# What strain helps your ailment?



## Ogof (Mar 20, 2006)

Hello:
If you can post what strain helps a particular ailment it may save someone time in trying to figure out what type to grow out.

My wife and I find that Afghani helps us the most with pain management.
There may be something better for pain. 

What are you insomniacs growing to help?

Thank you for participating.

Regards


----------



## chong420 (Mar 20, 2006)

g13


----------



## THE BROTHER'S GRUNT (Mar 20, 2006)

i have problems with muscle spasms so anything Indica.


----------



## Ogof (Mar 20, 2006)

chong420 said:
			
		

> g13



G13 for what ailment?


----------



## chong420 (Mar 20, 2006)

i'm not quite sure for what ailment..but i do know it's prescribed by doctors for medicinal purposes..not really an expert in that field..all i remember was the bud was called G13..sorry if that didn't help you really..


----------



## Mutt (Mar 20, 2006)

Indica for sleep problems. Night terrors and deep sleep or insomnia. Migranes NO WEED. freakin kills me everytime. Thats why I am a NL fan.

Sativa, great for the ole wake and bake.


----------



## Ogof (Mar 21, 2006)

Chong420: 

Thanks for the recomendation of the G13.  I will research that strain and post any 
results here.


----------



## chong420 (Mar 21, 2006)

yeah no prob Ogof..i just remember my buddy had some, that and some other strains (blueberry? and white rhino?  i don't remember)..and he was telling me how it was prescribed by doctors for medicinal purposes..it got me pretty stoned..well, actually all of the strains he had got me pretty stoned..i just remembered "medicinal" and i was like cool, "let's smoke it!"


----------



## Ogof (Apr 11, 2006)

In my poking around for medical strains in general. 

Growdoc has a nice strain he calls "AngelDust" 
He says he developed it as a medicinal strain.
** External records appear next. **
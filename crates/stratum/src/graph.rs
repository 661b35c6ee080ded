//! Graph builder for the layout solver.
//!
//! Translates the caller's node and edge slices into a [`LayoutGraph`]: a
//! `petgraph` directed graph whose nodes carry the id and the resolved
//! bounding-box size of each caller node. Node indices follow the caller's
//! node order and edges keep the caller's edge order, which is what makes
//! the solver deterministic.

use std::collections::HashMap;

use log::{debug, trace, warn};
use petgraph::graph::{DiGraph, NodeIndex};

use stratum_core::{
    geometry::Size,
    graph::{Edge, Node},
};

use crate::StratumError;

/// Explicit node sizes keyed by node id.
///
/// Entries here take priority over sizes measured on the nodes themselves.
pub type SizeMap = HashMap<String, Size>;

/// A node of the [`LayoutGraph`].
#[derive(Debug, Clone, PartialEq)]
pub struct GraphNode {
    id: String,
    size: Size,
}

impl GraphNode {
    pub fn id(&self) -> &str {
        &self.id
    }

    /// Returns the size the solver lays this node out with.
    pub fn size(&self) -> Size {
        self.size
    }
}

/// Directed graph annotated with resolved node sizes.
///
/// Parallel edges and self-loops are kept as given; the solver decides how
/// each of them contributes.
#[derive(Debug, Clone, Default)]
pub struct LayoutGraph {
    graph: DiGraph<GraphNode, ()>,
}

impl LayoutGraph {
    /// Builds the layout graph for one layout call.
    ///
    /// The size of each node is resolved in this order:
    /// 1. the entry for its id in `sizes`,
    /// 2. the size measured on the node,
    /// 3. `default_size`.
    ///
    /// Sizes that are zero, negative or not finite are skipped.
    ///
    /// # Errors
    ///
    /// Returns [`StratumError::DuplicateNode`] if two nodes share an id and
    /// [`StratumError::UnknownNode`] if an edge references an id that is not
    /// in `nodes`.
    pub fn build<T>(
        nodes: &[Node<T>],
        edges: &[Edge],
        sizes: Option<&SizeMap>,
        default_size: Size,
    ) -> Result<Self, StratumError> {
        debug!(nodes_count = nodes.len(), edges_count = edges.len(); "Building layout graph");

        let mut graph = DiGraph::with_capacity(nodes.len(), edges.len());
        let mut indices: HashMap<&str, NodeIndex> = HashMap::with_capacity(nodes.len());

        for node in nodes {
            let size = resolve_size(node, sizes, default_size);
            let index = graph.add_node(GraphNode {
                id: node.id().to_string(),
                size,
            });
            if indices.insert(node.id(), index).is_some() {
                return Err(StratumError::DuplicateNode(node.id().to_string()));
            }
            trace!(node_id = node.id(), width = size.width(), height = size.height(); "Registered node");
        }

        for edge in edges {
            let lookup = |id: &str| {
                indices
                    .get(id)
                    .copied()
                    .ok_or_else(|| StratumError::UnknownNode {
                        edge: edge.id().to_string(),
                        node: id.to_string(),
                    })
            };
            let source = lookup(edge.source())?;
            let target = lookup(edge.target())?;
            graph.add_edge(source, target, ());
        }

        Ok(Self { graph })
    }

    /// Returns the number of nodes.
    pub fn node_count(&self) -> usize {
        self.graph.node_count()
    }

    /// Returns the number of edges, parallel edges and self-loops included.
    pub fn edge_count(&self) -> usize {
        self.graph.edge_count()
    }

    pub fn is_empty(&self) -> bool {
        self.graph.node_count() == 0
    }

    /// Returns the node at `index`, counted in the caller's node order.
    pub fn node(&self, index: usize) -> Option<&GraphNode> {
        self.graph.node_weight(NodeIndex::new(index))
    }

    /// Iterates over nodes in the caller's node order.
    pub fn nodes(&self) -> impl Iterator<Item = &GraphNode> {
        self.graph.node_weights()
    }

    /// Returns the underlying graph. Node indices follow the caller's node
    /// order and edge indices the caller's edge order.
    pub fn as_digraph(&self) -> &DiGraph<GraphNode, ()> {
        &self.graph
    }
}

fn resolve_size<T>(node: &Node<T>, sizes: Option<&SizeMap>, default_size: Size) -> Size {
    if let Some(size) = sizes.and_then(|sizes| sizes.get(node.id())).copied() {
        if size.is_measurable() {
            return size;
        }
        warn!(
            node_id = node.id(),
            width = size.width(),
            height = size.height();
            "Ignoring unusable size from size map"
        );
    }

    if let Some(size) = node.measured() {
        if size.is_measurable() {
            return size;
        }
        debug!(node_id = node.id(); "Node has no usable measured size yet");
    }

    default_size
}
I e-mailed his company to see where seeds are available. No answer yet. He has sold seed on seedbay.com in the past. 

Also for pain management I was speaking to someone who says "Black Domina" by Sensi seeds is great.  It better be they want $260 for 15 seeds.  Personally, they can kiss my ass for that price. Thats ripping off the sick. 
I have since found a few seedbanks that sell them for about $120. Sensi seeds sells them in lots of 15, unlike the usual 10. So if not bought from Sensi direct ( they will NOT ship to the USA), it is a decent price.

At least Growdoc has a reduced price for "AngelDust" because he feels medically ill folks do not have any money to piss away. 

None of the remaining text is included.